WORK REQUEST: Please state how many lines of the records hold the string "with", giving nothing but the number.

Extracted data entries:

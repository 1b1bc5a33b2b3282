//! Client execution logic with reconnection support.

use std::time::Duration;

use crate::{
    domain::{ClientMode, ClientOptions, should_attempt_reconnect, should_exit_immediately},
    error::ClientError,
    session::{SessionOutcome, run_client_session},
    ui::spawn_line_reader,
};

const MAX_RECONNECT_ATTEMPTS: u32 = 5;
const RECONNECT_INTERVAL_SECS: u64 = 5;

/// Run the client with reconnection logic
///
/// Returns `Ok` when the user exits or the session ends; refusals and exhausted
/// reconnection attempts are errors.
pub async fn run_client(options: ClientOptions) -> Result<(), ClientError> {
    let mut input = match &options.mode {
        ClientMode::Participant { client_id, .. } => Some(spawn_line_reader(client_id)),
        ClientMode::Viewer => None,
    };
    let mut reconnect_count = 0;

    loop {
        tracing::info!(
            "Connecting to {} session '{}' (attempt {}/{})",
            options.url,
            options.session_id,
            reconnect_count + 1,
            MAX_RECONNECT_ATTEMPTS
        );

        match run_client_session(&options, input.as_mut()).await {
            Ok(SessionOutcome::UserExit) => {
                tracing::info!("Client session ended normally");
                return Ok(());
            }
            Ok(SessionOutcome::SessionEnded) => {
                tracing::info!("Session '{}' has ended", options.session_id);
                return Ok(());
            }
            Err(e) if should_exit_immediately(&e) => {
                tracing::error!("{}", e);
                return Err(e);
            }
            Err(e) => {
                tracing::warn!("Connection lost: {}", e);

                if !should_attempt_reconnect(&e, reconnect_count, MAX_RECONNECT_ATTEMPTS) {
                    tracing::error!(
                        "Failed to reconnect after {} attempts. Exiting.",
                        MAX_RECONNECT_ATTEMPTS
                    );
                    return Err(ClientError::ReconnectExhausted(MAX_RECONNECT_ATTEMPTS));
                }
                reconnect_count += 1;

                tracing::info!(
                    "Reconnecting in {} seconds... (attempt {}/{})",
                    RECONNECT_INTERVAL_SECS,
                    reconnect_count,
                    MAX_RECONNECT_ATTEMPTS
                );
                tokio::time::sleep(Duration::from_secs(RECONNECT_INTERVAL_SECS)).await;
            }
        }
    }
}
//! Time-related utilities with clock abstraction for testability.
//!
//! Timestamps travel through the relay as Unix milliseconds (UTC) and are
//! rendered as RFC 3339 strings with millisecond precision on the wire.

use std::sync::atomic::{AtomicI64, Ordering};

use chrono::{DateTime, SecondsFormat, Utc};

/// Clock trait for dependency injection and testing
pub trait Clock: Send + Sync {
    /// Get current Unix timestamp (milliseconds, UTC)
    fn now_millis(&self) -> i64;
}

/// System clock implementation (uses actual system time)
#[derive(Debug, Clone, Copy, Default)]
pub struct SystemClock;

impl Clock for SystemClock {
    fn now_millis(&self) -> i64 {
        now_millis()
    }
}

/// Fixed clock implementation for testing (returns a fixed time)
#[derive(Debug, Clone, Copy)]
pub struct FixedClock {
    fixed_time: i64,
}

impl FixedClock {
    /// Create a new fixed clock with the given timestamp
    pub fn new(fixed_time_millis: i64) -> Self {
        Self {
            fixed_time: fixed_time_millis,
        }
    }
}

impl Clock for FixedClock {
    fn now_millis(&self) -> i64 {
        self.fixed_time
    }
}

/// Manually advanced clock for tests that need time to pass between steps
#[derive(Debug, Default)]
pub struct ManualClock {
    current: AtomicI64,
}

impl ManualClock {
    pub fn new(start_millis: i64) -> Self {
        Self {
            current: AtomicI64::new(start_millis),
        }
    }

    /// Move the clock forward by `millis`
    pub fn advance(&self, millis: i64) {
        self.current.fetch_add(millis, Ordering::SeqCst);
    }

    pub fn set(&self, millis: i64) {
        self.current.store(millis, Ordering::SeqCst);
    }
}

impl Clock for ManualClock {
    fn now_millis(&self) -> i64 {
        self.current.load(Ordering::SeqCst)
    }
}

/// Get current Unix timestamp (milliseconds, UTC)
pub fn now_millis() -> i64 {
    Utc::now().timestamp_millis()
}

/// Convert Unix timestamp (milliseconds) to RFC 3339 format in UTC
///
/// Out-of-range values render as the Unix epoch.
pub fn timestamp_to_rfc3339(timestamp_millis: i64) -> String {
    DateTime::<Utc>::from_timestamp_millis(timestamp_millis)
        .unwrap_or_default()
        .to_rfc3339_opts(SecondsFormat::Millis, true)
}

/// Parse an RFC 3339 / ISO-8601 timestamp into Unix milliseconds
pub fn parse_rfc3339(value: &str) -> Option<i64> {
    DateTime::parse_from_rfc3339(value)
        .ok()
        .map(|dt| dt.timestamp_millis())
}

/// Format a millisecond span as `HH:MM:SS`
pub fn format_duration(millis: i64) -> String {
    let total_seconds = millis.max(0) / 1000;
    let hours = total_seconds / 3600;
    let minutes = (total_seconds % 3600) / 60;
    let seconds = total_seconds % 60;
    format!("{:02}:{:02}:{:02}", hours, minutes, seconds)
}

COMPLETED EXERCISE: 5